=== Collected data ===
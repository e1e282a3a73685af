//! Command-line driver: load a story, optionally dump its tables, and
//! pump the execution loop against stdin/stdout.

use brasslantern::config::InterpreterConfig;
use brasslantern::input::InputRequest;
use brasslantern::interpreter::{Interpreter, MachineState};
use brasslantern::machine::Machine;
use brasslantern::memory::Memory;
use brasslantern::saveformat::QuetzalFormat;
use brasslantern::screen::StdoutScreen;
use brasslantern::storage::FileStorage;
use clap::Parser;
use log::debug;
use std::io::{self, BufRead, Write};
use std::path::PathBuf;
use std::process::ExitCode;

#[derive(Parser)]
#[command(name = "brasslantern", about = "A Z-machine interpreter")]
struct Args {
    /// Story file to load (.z1 through .z8, .dat)
    story_file: PathBuf,

    /// Verbose execution tracing to the log
    #[arg(long)]
    debug: bool,

    /// Load and validate the story without executing it
    #[arg(long)]
    no_exec: bool,

    /// Print the story header
    #[arg(long)]
    header: bool,

    /// Print the object tree
    #[arg(long)]
    object_tree: bool,

    /// Print the dictionary
    #[arg(long)]
    dict: bool,
}

fn main() -> ExitCode {
    let args = Args::parse();
    let mut builder = env_logger::Builder::from_default_env();
    if args.debug {
        builder.filter_level(log::LevelFilter::Debug);
    }
    builder.init();

    match run(&args) {
        Ok(code) => code,
        Err(e) => {
            eprintln!("fatal: {e}");
            ExitCode::FAILURE
        }
    }
}

fn run(args: &Args) -> brasslantern::Result<ExitCode> {
    let bytes = std::fs::read(&args.story_file).map_err(|e| {
        brasslantern::Error::Load(format!("cannot read {}: {e}", args.story_file.display()))
    })?;
    let memory = Memory::from_story(bytes)?;
    let machine = Machine::new(memory)?;

    if args.header {
        println!("{}", machine.memory.header);
    }
    if args.object_tree {
        print_object_tree(&machine)?;
    }
    if args.dict {
        print_dictionary(&machine)?;
    }
    if args.no_exec {
        return Ok(ExitCode::SUCCESS);
    }

    let config_path = args.story_file.with_extension("toml");
    let config = if config_path.exists() {
        InterpreterConfig::from_file(&config_path)?
    } else {
        InterpreterConfig::default()
    };

    let mut interpreter = Interpreter::new(
        machine,
        Box::new(StdoutScreen),
        Box::new(FileStorage::for_story(&args.story_file)),
        Box::new(QuetzalFormat),
        config,
    );

    let stdin = io::stdin();
    loop {
        match interpreter.run()? {
            MachineState::Halted => {
                debug!(
                    "halted after {} instructions",
                    interpreter.instruction_count()
                );
                return Ok(ExitCode::SUCCESS);
            }
            MachineState::Running => continue,
            MachineState::AwaitingInput(request) => {
                io::stdout().flush().ok();
                let mut line = String::new();
                if stdin.lock().read_line(&mut line)? == 0 {
                    // EOF on stdin: nothing more to feed the story.
                    return Ok(ExitCode::SUCCESS);
                }
                match request {
                    InputRequest::Line { .. } => interpreter.resume_with_input(&line)?,
                    InputRequest::Char { .. } => {
                        let ch = line.chars().next().unwrap_or('\n');
                        interpreter.resume_with_char(ch)?;
                    }
                }
            }
        }
    }
}

fn print_object_tree(machine: &Machine) -> brasslantern::Result<()> {
    let objects = &machine.objects;
    let memory = &machine.memory;
    println!("{} objects", objects.object_count());
    for obj in 1..=objects.object_count() {
        if objects.parent(memory, obj)? != 0 {
            continue;
        }
        print_object_subtree(machine, obj, 0)?;
    }
    Ok(())
}

fn print_object_subtree(machine: &Machine, obj: u16, depth: usize) -> brasslantern::Result<()> {
    let name = machine.objects.name(&machine.memory, obj)?;
    let label = if name.is_empty() {
        "(unnamed)"
    } else {
        name.as_str()
    };
    println!("{}{obj}. {label}", "  ".repeat(depth));
    let mut child = machine.objects.child(&machine.memory, obj)?;
    while child != 0 {
        print_object_subtree(machine, child, depth + 1)?;
        child = machine.objects.sibling(&machine.memory, child)?;
    }
    Ok(())
}

fn print_dictionary(machine: &Machine) -> brasslantern::Result<()> {
    let words = machine.dictionary.words(&machine.memory)?;
    println!(
        "{} dictionary entries, separators {:?}",
        words.len(),
        machine
            .dictionary
            .separators()
            .iter()
            .map(|&b| b as char)
            .collect::<String>()
    );
    for chunk in words.chunks(8) {
        println!("  {}", chunk.join("  "));
    }
    Ok(())
}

=== ASSIGNED TASK ===
This exercise calls for the line containing "dictionary entries, separators" and each line after it in the records, copied exactly.

=== TASK RESULT ===
        "{} dictionary entries, separators {:?}",
        words.len(),
        machine
            .dictionary
            .separators()
            .iter()
            .map(|&b| b as char)
            .collect::<String>()
    );
    for chunk in words.chunks(8) {
        println!("  {}", chunk.join("  "));
    }
    Ok(())
}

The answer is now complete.